Леди мэр (Истомина) - страница 73

— Та-а-ак…

У местных нимф тут шабаш.

Между деревьями на бельевой веревке сушатся мокрые после купания трусики, бюсики и купальники девчонок. На траве содрогается в бешеном ритме мощный музыкальный центр. На полянке полыхает костер, над которым висит котел с варевом, а над ним колдует, тоже пританцовывая под музыку, Гаша. А вокруг костра — отчаянно веселый пляс вопящих юных ведьм. Девчонки извиваются, ухватившись за руки, с мокрыми волосами, в венках и набедренных повязках из травы и кувшинок. Но главное — забыв обо всем на свете, в ту ночь отплясываю среди них, хохоча, и я. Тоже с мокрыми распущенными волосами, картинно задрапированная банной простынкой.
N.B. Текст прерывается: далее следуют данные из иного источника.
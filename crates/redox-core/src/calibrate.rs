use ndarray::Array2;
use serde::{Deserialize, Serialize};

use crate::error::{RedoxError, Result};
use crate::frame::{Channel, ChannelImage};

/// Detector calibration scalars, one gain/power pair per channel.
#[derive(Clone, Copy, Debug, PartialEq, Serialize, Deserialize)]
pub struct CalibrationParams {
    pub fad_gain: f32,
    pub nadh_gain: f32,
    pub fad_power: f32,
    pub nadh_power: f32,
}

impl Default for CalibrationParams {
    fn default() -> Self {
        Self {
            fad_gain: 1.0,
            nadh_gain: 1.0,
            fad_power: 0.0,
            nadh_power: 0.0,
        }
    }
}

impl CalibrationParams {
    /// Check `gain != 0` and `power >= 0` for both channels.
    pub fn validate(&self) -> Result<()> {
        for channel in Channel::ALL {
            let (gain, power) = self.for_channel(channel);
            if !gain.is_finite() || gain == 0.0 {
                return Err(RedoxError::InvalidCalibration(format!(
                    "{channel} gain must be finite and non-zero, got {gain}"
                )));
            }
            if !power.is_finite() || power < 0.0 {
                return Err(RedoxError::InvalidCalibration(format!(
                    "{channel} power must be finite and >= 0, got {power}"
                )));
            }
        }
        Ok(())
    }

    /// (gain, power) for one channel.
    pub fn for_channel(&self, channel: Channel) -> (f32, f32) {
        match channel {
            Channel::Fad => (self.fad_gain, self.fad_power),
            Channel::Nadh => (self.nadh_gain, self.nadh_power),
        }
    }
}

/// Convert raw intensities into gain/power normalized units.
///
/// `A / gain` when `power == 0`, otherwise `(A / power²) / gain`.
/// Non-finite results are rewritten to 0.
pub fn apply_gain_power(data: &Array2<f32>, gain: f32, power: f32) -> Result<Array2<f32>> {
    if gain == 0.0 {
        return Err(RedoxError::InvalidCalibration("gain must be non-zero".into()));
    }
    let divisor = if power == 0.0 {
        gain
    } else {
        power * power * gain
    };
    Ok(data.mapv(|v| sanitize(v / divisor)))
}

/// Calibrate a raw array and min-max normalize it to `[-1, 1]`.
///
/// A constant array has no range to normalize over and is reported as
/// [`RedoxError::DegenerateImage`].
pub fn calibrate_array(data: &Array2<f32>, gain: f32, power: f32) -> Result<Array2<f32>> {
    let calibrated = apply_gain_power(data, gain, power)?;
    normalize_signed(&calibrated)
}

/// Calibrate a loaded channel image with the channel's own parameters.
pub fn calibrate(image: &ChannelImage, params: &CalibrationParams) -> Result<Array2<f32>> {
    let (gain, power) = params.for_channel(image.channel);
    calibrate_array(&image.to_f32(), gain, power)
}

/// Min-max normalize to `[-1, 1]`.
pub fn normalize_signed(data: &Array2<f32>) -> Result<Array2<f32>> {
    min_max_normalize(data, -1.0, 1.0, "calibration")
}

/// Min-max normalize to `[0, 1]`.
pub fn normalize_unit(data: &Array2<f32>) -> Result<Array2<f32>> {
    min_max_normalize(data, 0.0, 1.0, "ratio normalization")
}

fn min_max_normalize(
    data: &Array2<f32>,
    lo: f32,
    hi: f32,
    stage: &'static str,
) -> Result<Array2<f32>> {
    let (min, max) = min_max(data)
        .ok_or_else(|| RedoxError::degenerate(stage, "image has no finite pixels"))?;
    let range = max - min;
    if range <= 0.0 {
        return Err(RedoxError::degenerate(
            stage,
            format!("constant image (value {min}), range is zero"),
        ));
    }
    let span = hi - lo;
    Ok(data.mapv(|v| (lo + span * (v - min) / range).clamp(lo, hi)))
}

/// Smallest and largest finite values, or `None` for an empty/all-NaN array.
pub fn min_max(data: &Array2<f32>) -> Option<(f32, f32)> {
    data.iter()
        .copied()
        .filter(|v| v.is_finite())
        .fold(None, |acc, v| match acc {
            None => Some((v, v)),
            Some((lo, hi)) => Some((lo.min(v), hi.max(v))),
        })
}

#[inline]
pub(crate) fn sanitize(v: f32) -> f32 {
    if v.is_finite() {
        v
    } else {
        0.0
    }
}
Гаша у костра с котлом вскидывает половник:

— Девки! Хлёбово готово!

Ликующий общий визг с воплями встречает это сообщение. Музыка меняется на нечто очень томное и притихает.

Кто-то включает фонарик над головой стоящего на коленях Туманского и освещает его сверху. Это Лыков. Туманский садится и заслоняет глаза от света. Лыков заглядывает в щель.

— Какого черта?! — злится Сим-Сим.

— Неприлично… в вашем возрасте… подзаборно… втихую… за особами… без ничего почти что… подглядывать. И вроде солидный мужчина.

Туманский поднимается и отряхивает грязные коленки платком.

— Вы тоже мужчина.

— Я не мужчина, я сотрудник милиции… при исполнении.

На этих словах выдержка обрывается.